I have been a sports fan for as long as I can remember. I would listen to all the stories my grandpa and dad would tell me that they experienced of their favorite players and games they witnessed when they were younger.
I remember seeing Sid Bream slide across home plate in the 1992 National League Championship Series to send the Atlanta Braves to the World Series.
I watched in amazement as Joe Carter hit a 3-run walk-off home run one year later to secure the Toronto Blue Jays’ second consecutive World Series title by defeating the Philadelphia Phillies in game six.
In those two instances, I saw something that I rarely see today in sports: passion.
Bream and Carter—and the rest of their teammates for that matter— played the game because they loved to. Today, you see many athletes play the game because of the paycheck they get.
I understand that the idea behind professional sports is to get a paycheck you wouldn’t be able to in any other field of work and that’s OK.
What isn’t is the self-entitlement many athletes think they deserve and the constant circus they create when they publicly complain about the contract they are not receiving from their employer.
What’s more commonly overlooked in situations like that is the fact that most of the fans that follow their favorite professional teams would trade anything—in most cases literally—to go out and play for the team they cheer for every season.
It may be just me, but I would gladly settle playing baseball every fourth day for about $800,000 a season. That’s fine with me.
It has become such a problem that in the past couple of years, I have really cut back on watching professional sports, in favor of college sports instead.
I did this because I can just tell by watching kids my age play, that there is still a love there for the game.
College basketball is better than the NBA. College football is better than the NFL.
Why? Because the kids out there on the courts and the fields believe that there is still something to play for.
There are times where I catch myself and realize that in two to three years, a majority of those athletes I watched play sports in college, will suddenly transform into the money-hungry, self-centered, prima donnas that dominate the pro sports scene today.
Vincent Jackson, Brett Favre, LeBron James, Carmello Anthony. All these guys would argue the fact that they love the game they play.
In hindsight, none of them do. That’s why Jackson is sitting out and letting his boys lose in San Diego. That’s why Favre is hurting his Minnesota Vikings, more than helping, on their way to being the third best team in the NFC central.
James and Anthony are no better. One earlier this summer, had “The Decision” broadcast on ESPN that eventually turned him into a more hated man than Ron Artest in an Indiana Pacer uniform.
The other is regularly in the media, demanding his way out of Denver, hoping he winds up in Chicago. I hope he winds up in Seattle with their NBA franchise. Yes, I know they don’t have one anymore, that’s the point.
Today, you can rarely find a major athlete today that you can approach on the street and ask for an autograph or stop and talk to.

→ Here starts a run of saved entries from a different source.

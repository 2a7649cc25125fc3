//! Panel reconstruction: orientation, placement and peak remapping.
#![allow(clippy::cast_precision_loss, clippy::cast_possible_wrap)]

use crate::{Orientation, Result};
use cellscope_core::{GeometryError, PanelGeometry, PeakRecord};
use ndarray::{s, Array2, ArrayView2};

#[cfg(feature = "serde")]
use serde::{Deserialize, Serialize};

/// Integer displacement of the beam centre in the composed image.
#[derive(Debug, Clone, Copy, PartialEq, Eq, Default)]
#[cfg_attr(feature = "serde", derive(Serialize, Deserialize))]
pub struct CenterOffset {
    /// Added to every placement column.
    pub x: i64,
    /// Added to every placement row.
    pub y: i64,
}

impl CenterOffset {
    /// Creates a centre offset.
    #[must_use]
    pub fn new(x: i64, y: i64) -> Self {
        Self { x, y }
    }
}

/// One detector tile with its raw pixel block and attached peaks.
#[derive(Debug, Clone)]
pub struct Panel {
    geometry: PanelGeometry,
    data: Array2<f32>,
    peaks: Vec<PeakRecord>,
}

impl Panel {
    /// Slices a panel's pixel block out of the raw source image.
    ///
    /// # Errors
    /// Returns [`GeometryError::PanelBounds`] if the bounds are inverted or
    /// fall outside `source`.
    pub fn from_source(
        geometry: PanelGeometry,
        source: ArrayView2<'_, f32>,
    ) -> std::result::Result<Self, GeometryError> {
        let (rows, cols) = source.dim();
        if geometry.min_fs > geometry.max_fs
            || geometry.min_ss > geometry.max_ss
            || geometry.max_ss >= rows
            || geometry.max_fs >= cols
        {
            return Err(bounds_error(&geometry, (rows, cols)));
        }
        let data = source
            .slice(s![
                geometry.min_ss..=geometry.max_ss,
                geometry.min_fs..=geometry.max_fs
            ])
            .to_owned();
        Ok(Self {
            geometry,
            data,
            peaks: Vec::new(),
        })
    }

    /// Attaches peak records to this panel.
    #[must_use]
    pub fn with_peaks(mut self, peaks: Vec<PeakRecord>) -> Self {
        self.peaks = peaks;
        self
    }

    /// Panel name.
    #[must_use]
    pub fn name(&self) -> &str {
        &self.geometry.name
    }

    /// Raw pixel block, rows along slow scan.
    #[must_use]
    pub fn data(&self) -> &Array2<f32> {
        &self.data
    }

    /// Attached peaks in raw-image coordinates.
    #[must_use]
    pub fn peaks(&self) -> &[PeakRecord] {
        &self.peaks
    }

    /// Resolves the panel's orientation and its placement in a composed image
    /// of shape `image_size` (rows, cols), remapping every attached peak.
    ///
    /// # Errors
    /// Returns a geometry error if the direction vectors match no orientation.
    pub fn resolve(&self, image_size: (usize, usize), center: CenterOffset) -> Result<ResolvedPanel> {
        let orientation = Orientation::classify(&self.geometry)?;
        let data = orientation.apply(self.data.view());
        let (rows, cols) = data.dim();

        let (row, col) = orientation.placement(
            image_size,
            (self.geometry.corner_x, self.geometry.corner_y),
            (rows, cols),
        );

        let layout = PanelLayout {
            name: self.geometry.name.clone(),
            orientation,
            row: row + center.y,
            col: col + center.x,
            rows,
            cols,
            min_fs: self.geometry.min_fs,
            min_ss: self.geometry.min_ss,
        };

        let peaks = self.peaks.iter().map(|peak| layout.remap(peak)).collect();

        log::debug!(
            "panel {}: {:?} placed at ({}, {})",
            layout.name,
            orientation,
            layout.row,
            layout.col
        );

        Ok(ResolvedPanel {
            layout,
            data,
            peaks,
        })
    }
}

fn bounds_error(geometry: &PanelGeometry, (rows, cols): (usize, usize)) -> GeometryError {
    GeometryError::PanelBounds {
        name: geometry.name.clone(),
        min_fs: geometry.min_fs,
        max_fs: geometry.max_fs,
        min_ss: geometry.min_ss,
        max_ss: geometry.max_ss,
        rows,
        cols,
    }
}

/// Where and how a resolved panel sits in the composed image.
#[derive(Debug, Clone, PartialEq)]
#[cfg_attr(feature = "serde", derive(Serialize, Deserialize))]
pub struct PanelLayout {
    /// Panel name.
    pub name: String,
    /// Resolved orientation class.
    pub orientation: Orientation,
    /// Top row in the composed image, centre offset included.
    pub row: i64,
    /// Left column in the composed image, centre offset included.
    pub col: i64,
    /// Rows of the oriented block.
    pub rows: usize,
    /// Columns of the oriented block.
    pub cols: usize,
    /// First fast-scan pixel of the panel in the raw image.
    pub min_fs: usize,
    /// First slow-scan pixel of the panel in the raw image.
    pub min_ss: usize,
}

impl PanelLayout {
    /// Maps raw-image `(fs, ss)` on this panel to composed-image `(x, y)`.
    #[must_use]
    pub fn to_composed(&self, fs: f64, ss: f64) -> (f64, f64) {
        let local = (ss - self.min_ss as f64, fs - self.min_fs as f64);
        let (row, col) = self.orientation.permute(local, (self.rows, self.cols));
        (self.col as f64 + col, self.row as f64 + row)
    }

    /// Maps composed-image `(x, y)` back to raw-image `(fs, ss)`.
    #[must_use]
    pub fn to_local(&self, x: f64, y: f64) -> (f64, f64) {
        let oriented = (y - self.row as f64, x - self.col as f64);
        let (row, col) = self.orientation.unpermute(oriented, (self.rows, self.cols));
        (col + self.min_fs as f64, row + self.min_ss as f64)
    }

    /// True if composed-image pixel `(x, y)` lies on this panel.
    #[must_use]
    pub fn contains(&self, x: f64, y: f64) -> bool {
        let (x0, y0) = (self.col as f64, self.row as f64);
        x >= x0 && y >= y0 && x < x0 + self.cols as f64 && y < y0 + self.rows as f64
    }

    /// Returns a copy of `peak` positioned in the composed image.
    #[must_use]
    pub fn remap(&self, peak: &PeakRecord) -> PeakRecord {
        let (x, y) = self.to_composed(peak.fs, peak.ss);
        peak.with_position(x, y)
    }
}

/// A panel after orientation resolution.
#[derive(Debug, Clone)]
pub struct ResolvedPanel {
    /// Placement and orientation.
    pub layout: PanelLayout,
    /// Oriented pixel block.
    pub data: Array2<f32>,
    /// Attached peaks with `position` set.
    pub peaks: Vec<PeakRecord>,
}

Athletes seem to put fans and the media on with how much they love the spotlight, but they only love it when it benefits them. If they can’t get anything from it, then it doesn’t matter.
I wish the attitudes of athletes would go back to the days that my father and grandfather so fondly recalled.
They weren’t as concerned with the paycheck they were making. They were happy to play the game they loved since they were children and loved the fact that they were playing for fans that would show up day after day to cheer them on.
Once today’s athletes get past the idea of being better than the fans that watch them, maybe you will begin to see a change.
If they don’t, then they will continue to alienate those who bring in their paychecks to watch them play and create more fans like me who have had enough.